For now, we take half term as an opportunity to rest and reset. We practise self-care so that we are all a bit better prepared for what faces us upon our return. Next term we need to remember that some of the building blocks we thought were secure are not. We need to strengthen them or rebuild them altogether. It won’t be easy and it will continue to be a strain on Little Chick. But with school onside and asking what they can do to help we will get there. We will build up Little Chick’s wall together. In doing so, hopefully we will also build up his sense of self. Everyone who has met him at school has commented first that he is a lovely boy. Now we need to help secure the bricks in his wall, so he believes that himself.

It takes a village

I’ve been thinking about this post for a few weeks but still managed to miss my (self-imposed) deadline. That sums up our current life well.

10th October was the two-year anniversary of this blog. Fittingly, it was also World Mental Health Day. Everyone in the Reed Warbler household has been struggling lately; each of us striving for better mental health. We are all feeling the effects of Little Chick starting school. Obviously, he is feeling this most keenly and it breaks my heart to see him in a constant state of fear, confusion, and pain. His lack of sleep is affecting us all. After almost three months of disturbed sleep we are all barely functioning. He needs us to be therapeutic and to practise PACE (Playfulness, acceptance, curiosity, and empathy). We are trying but our reserves are running low. There are myriad issues that need to be addressed but we can’t face them properly until we all find a better routine and catch up on much needed rest.

The past ten days or so have been particularly tough, a catastrophic series of events, seemingly triggered by Little Chick’s first school disco. Many days he comes out of school and his relief at ‘being released’ is evident. He is a whirlwind. He cycles through Fight, Flight, or Freeze modes. Before the disco, we experienced all three and questioned whether going was such a good idea. I’m thinking I should listen to my gut instincts more. But I don’t want him to always miss out and I want to give him the chance to try new things. In fairness, he was brilliant throughout the disco. A few wobbles, but no more than his peers (and far fewer, in some cases). All hell broke loose when it was time to leave. I hold my hands up. I managed this badly. Partly, this was avoidable and was me falling into a false sense of security. Partly, this was unfortunate and unexpected. As I say, he was great during the disco. I was so proud of him. There were a lot of people in a very small space and it was something of a sensory overload. He was brave enough to buy his own snacks and gave me the change (rather than pocketing it or buying extra). He couldn’t understand why no one was dancing at the disco – this baffled me a bit too, but that’s the problem with an event including four- and eleven-year-olds – but danced merrily on his own anyway. He regularly checked in on me but didn’t want me to stay with him. In short, he exceeded all my expectations and my heart swelled with pride.

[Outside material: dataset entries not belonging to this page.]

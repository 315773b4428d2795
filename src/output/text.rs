//! Plain text rendering of aggregation trees and hot paths.

use super::schema::{CallSiteSummary, GroupSummary};

/// Render a group as an indented call tree
///
/// **Public** - used by `--summary`
///
/// # Arguments
/// * `group` - Group summary to render
/// * `max_depth` - Deepest level printed, `None` for the whole tree
pub fn render_tree(group: &GroupSummary, max_depth: Option<u32>) -> String {
    let mut lines = vec![format!("{} ({})", group.name, describe(&group.root))];
    for child in &group.root.children {
        render_node(child, 1, max_depth, &mut lines);
    }
    lines.join("\n")
}

fn render_node(node: &CallSiteSummary, level: usize, max_depth: Option<u32>, lines: &mut Vec<String>) {
    if max_depth.is_some_and(|max| node.depth > max) {
        return;
    }
    lines.push(format!("{}{} ({})", "  ".repeat(level), node.symbol, describe(node)));
    for child in &node.children {
        render_node(child, level + 1, max_depth, lines);
    }
}

fn describe(node: &CallSiteSummary) -> String {
    match (node.duration, node.self_time) {
        (Some(duration), Some(self_time)) => {
            let mut text = format!(
                "duration {}, self {}, calls {}",
                duration, self_time, node.calls
            );
            if let Some(cpu_time) = node.cpu_time {
                text.push_str(&format!(", cpu {}", cpu_time));
            }
            text
        }
        _ => format!("count {}", node.calls),
    }
}

/// Generate a text table of a group's hot paths
///
/// **Public** - printed after the tree by `--summary`
pub fn generate_text_summary(group: &GroupSummary, max_lines: usize) -> String {
    let mut lines = Vec::new();

    lines.push(format!("  HOT PATHS: {}", group.name));
    lines.push(format!("  {}", "-".repeat(78)));
    lines.push(format!(
        "  {:<50} {:>12} {:>7} {:>6}",
        "Call Path (Hottest First)", "WEIGHT", "CALLS", "%"
    ));
    lines.push(format!("  {}", "-".repeat(78)));

    for path in group.hot_paths.iter().take(max_lines) {
        // Keep the innermost frames when the path is too long
        let display_stack = if path.stack.chars().count() > 50 {
            let tail: String = path
                .stack
                .chars()
                .rev()
                .take(47)
                .collect::<Vec<_>>()
                .into_iter()
                .rev()
                .collect();
            format!("...{}", tail)
        } else {
            path.stack.clone()
        };
        lines.push(format!(
            "  {:<50} {:>12} {:>7} {:>5.1}%",
            display_stack, path.weight, path.calls, path.percentage
        ));
    }

    lines.push(format!("  {}", "-".repeat(78)));
    lines.push(format!("  {}", group.distribution.summary()));
    lines.join("\n")
}
//! Call stacks read from an interval source.
//!
//! This module handles:
//! - The interval source seam (`source`) and an in-memory store (`memory`)
//! - Called function values and symbols (`called_function`)
//! - Per-leaf-element call stack queries (`query`)

pub mod called_function;
pub mod memory;
pub mod query;
pub mod source;

// Re-export main types
pub use called_function::{symbol_from_value, CalledFunction, ParentRef, Symbol};
pub use memory::MemoryIntervalSource;
pub use query::{CallStack, CallStackElement, SymbolKeyProvider, ThreadIdProvider};
pub use source::{DepthHandle, IntervalSource, StateInterval, StateValue};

But it all ended too suddenly. I should have been more mindful of the time and given him the usual countdown, signalling that we would be leaving soon. I could have controlled that, but I didn’t. I couldn’t have foreseen that he would want to go the toilet five minutes before the end and the disco would be dramatically ended whilst he was out of the room. That he would return to bright lights and bodies. To silence. I think the dark was more comforting in that situation: he didn’t need to make eye contact or meet social expectations. He could just be himself and dance his heart out. The suddenness of the change led to a tricky transition. He had been having fun and didn’t want to leave. It’s logical. But impractical when people are tidying up around you as you madly try to corral a four-year-old and take them home safely. Yes, it was frustrating for other parents and staff to see me running around like a loon, an incompetent, overweight halfwit. But that’s par for the course now. I don’t want them to think badly of Little Chick. I want them to remember his enthusiasm, his sweet moves, his manners. I certainly don’t want them to confuse this for naughtiness. It infuriates me that Little Chick’s behaviour is so easily and so often seen as attention seeking rather than connection seeking.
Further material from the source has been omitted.